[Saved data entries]
====================
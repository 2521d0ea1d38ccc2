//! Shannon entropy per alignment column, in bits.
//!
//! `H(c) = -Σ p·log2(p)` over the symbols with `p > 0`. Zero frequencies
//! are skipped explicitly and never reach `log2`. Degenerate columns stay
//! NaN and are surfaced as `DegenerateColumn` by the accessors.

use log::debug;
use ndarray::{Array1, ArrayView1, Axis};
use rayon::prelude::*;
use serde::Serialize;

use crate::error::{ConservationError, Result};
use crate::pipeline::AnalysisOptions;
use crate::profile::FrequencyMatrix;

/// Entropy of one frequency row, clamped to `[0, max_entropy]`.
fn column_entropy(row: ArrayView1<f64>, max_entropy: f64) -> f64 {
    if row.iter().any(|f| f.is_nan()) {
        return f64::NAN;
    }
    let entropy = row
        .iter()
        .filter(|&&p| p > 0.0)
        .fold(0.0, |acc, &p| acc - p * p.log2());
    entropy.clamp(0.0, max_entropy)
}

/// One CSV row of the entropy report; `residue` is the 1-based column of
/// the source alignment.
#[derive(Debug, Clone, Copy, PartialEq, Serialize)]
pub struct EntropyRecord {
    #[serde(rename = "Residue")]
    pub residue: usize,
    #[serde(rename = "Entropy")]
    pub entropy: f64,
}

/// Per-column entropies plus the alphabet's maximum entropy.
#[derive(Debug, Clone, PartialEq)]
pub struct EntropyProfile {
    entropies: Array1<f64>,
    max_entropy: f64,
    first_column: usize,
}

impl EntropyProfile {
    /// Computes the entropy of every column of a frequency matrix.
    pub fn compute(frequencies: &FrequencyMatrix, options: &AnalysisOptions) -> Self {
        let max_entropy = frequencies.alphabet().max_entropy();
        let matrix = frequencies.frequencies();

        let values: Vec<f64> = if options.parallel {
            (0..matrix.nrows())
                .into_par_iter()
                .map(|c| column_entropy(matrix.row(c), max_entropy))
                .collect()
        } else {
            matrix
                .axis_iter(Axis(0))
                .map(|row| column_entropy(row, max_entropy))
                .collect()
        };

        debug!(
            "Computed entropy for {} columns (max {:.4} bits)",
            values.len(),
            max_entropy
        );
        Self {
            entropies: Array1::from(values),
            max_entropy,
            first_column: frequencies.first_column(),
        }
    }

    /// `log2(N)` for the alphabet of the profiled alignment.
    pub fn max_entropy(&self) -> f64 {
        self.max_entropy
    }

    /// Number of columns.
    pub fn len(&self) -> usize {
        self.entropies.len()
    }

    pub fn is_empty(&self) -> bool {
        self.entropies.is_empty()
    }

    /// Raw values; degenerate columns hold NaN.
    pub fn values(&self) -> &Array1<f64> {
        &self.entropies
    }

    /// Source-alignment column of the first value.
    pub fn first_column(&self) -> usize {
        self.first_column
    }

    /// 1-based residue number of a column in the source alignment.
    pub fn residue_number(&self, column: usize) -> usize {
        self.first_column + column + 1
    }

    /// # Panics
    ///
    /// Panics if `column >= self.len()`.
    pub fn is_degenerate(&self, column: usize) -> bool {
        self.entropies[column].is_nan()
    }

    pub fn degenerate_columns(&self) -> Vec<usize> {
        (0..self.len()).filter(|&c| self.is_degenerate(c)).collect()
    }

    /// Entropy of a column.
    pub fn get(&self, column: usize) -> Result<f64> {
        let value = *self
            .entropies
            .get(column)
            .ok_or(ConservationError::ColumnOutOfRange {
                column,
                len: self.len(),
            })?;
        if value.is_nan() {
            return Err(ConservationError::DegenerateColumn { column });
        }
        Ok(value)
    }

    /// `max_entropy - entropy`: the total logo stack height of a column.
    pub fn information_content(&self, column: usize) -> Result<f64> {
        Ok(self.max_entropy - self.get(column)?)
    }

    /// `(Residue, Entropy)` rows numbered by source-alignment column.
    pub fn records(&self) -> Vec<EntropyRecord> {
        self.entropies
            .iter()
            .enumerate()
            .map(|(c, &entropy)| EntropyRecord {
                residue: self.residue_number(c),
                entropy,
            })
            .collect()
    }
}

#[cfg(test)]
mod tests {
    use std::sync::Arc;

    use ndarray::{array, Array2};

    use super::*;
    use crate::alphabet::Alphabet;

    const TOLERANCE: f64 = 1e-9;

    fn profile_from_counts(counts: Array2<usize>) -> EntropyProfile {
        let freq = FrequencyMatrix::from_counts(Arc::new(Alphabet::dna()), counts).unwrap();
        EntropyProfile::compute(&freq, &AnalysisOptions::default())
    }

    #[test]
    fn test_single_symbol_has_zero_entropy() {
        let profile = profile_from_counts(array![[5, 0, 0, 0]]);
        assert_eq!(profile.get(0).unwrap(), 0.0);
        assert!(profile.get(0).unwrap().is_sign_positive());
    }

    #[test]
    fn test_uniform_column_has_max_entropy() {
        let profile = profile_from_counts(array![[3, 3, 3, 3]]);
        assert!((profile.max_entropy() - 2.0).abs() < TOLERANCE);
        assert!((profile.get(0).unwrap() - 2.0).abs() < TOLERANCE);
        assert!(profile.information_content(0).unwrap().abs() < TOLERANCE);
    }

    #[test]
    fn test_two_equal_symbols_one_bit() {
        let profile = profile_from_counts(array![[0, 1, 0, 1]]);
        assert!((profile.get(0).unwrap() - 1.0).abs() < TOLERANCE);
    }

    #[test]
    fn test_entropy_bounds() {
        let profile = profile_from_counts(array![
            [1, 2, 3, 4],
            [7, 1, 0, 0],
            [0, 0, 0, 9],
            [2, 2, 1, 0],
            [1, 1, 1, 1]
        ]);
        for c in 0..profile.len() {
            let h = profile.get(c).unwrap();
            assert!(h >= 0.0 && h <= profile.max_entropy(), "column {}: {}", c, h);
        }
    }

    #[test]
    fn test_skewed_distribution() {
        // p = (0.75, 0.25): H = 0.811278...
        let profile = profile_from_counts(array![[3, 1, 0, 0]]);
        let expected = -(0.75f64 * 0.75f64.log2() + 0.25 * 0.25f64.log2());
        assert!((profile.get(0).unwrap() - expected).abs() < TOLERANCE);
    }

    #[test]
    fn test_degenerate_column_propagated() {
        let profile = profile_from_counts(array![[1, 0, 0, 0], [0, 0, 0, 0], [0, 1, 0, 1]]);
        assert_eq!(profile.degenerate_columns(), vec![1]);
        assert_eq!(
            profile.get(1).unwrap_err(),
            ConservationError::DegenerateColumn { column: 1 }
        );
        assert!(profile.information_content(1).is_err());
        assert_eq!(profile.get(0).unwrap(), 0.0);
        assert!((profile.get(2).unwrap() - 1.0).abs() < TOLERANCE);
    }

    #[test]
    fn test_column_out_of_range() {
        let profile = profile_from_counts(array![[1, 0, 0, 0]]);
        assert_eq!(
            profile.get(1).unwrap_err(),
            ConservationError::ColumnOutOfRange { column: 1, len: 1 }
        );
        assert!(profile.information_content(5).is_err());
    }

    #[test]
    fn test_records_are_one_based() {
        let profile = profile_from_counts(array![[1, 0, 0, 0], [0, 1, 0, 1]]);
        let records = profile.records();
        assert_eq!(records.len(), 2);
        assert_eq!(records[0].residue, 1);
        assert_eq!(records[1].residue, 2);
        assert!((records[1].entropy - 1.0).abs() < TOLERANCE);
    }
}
====================
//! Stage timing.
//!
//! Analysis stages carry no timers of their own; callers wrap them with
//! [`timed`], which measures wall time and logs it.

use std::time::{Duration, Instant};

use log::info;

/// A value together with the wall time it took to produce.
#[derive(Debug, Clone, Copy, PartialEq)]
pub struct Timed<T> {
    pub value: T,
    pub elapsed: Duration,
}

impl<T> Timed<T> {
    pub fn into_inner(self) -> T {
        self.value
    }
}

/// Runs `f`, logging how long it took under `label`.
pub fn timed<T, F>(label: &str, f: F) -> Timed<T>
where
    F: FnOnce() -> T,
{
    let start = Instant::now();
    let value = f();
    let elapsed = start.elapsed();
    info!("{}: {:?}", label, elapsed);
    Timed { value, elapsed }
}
====================
*Prompt*
Only the lines above starting at the one containing "repository 2521d0ea1d38ccc2" and ending at the one containing "Entropy of one", both included, are to be returned, exactly as they read.

*Written answer*
repository 2521d0ea1d38ccc2
//! Shannon entropy per alignment column, in bits.
//!
//! `H(c) = -Σ p·log2(p)` over the symbols with `p > 0`. Zero frequencies
//! are skipped explicitly and never reach `log2`. Degenerate columns stay
//! NaN and are surfaced as `DegenerateColumn` by the accessors.

use log::debug;
use ndarray::{Array1, ArrayView1, Axis};
use rayon::prelude::*;
use serde::Serialize;

use crate::error::{ConservationError, Result};
use crate::pipeline::AnalysisOptions;
use crate::profile::FrequencyMatrix;

/// Entropy of one frequency row, clamped to `[0, max_entropy]`.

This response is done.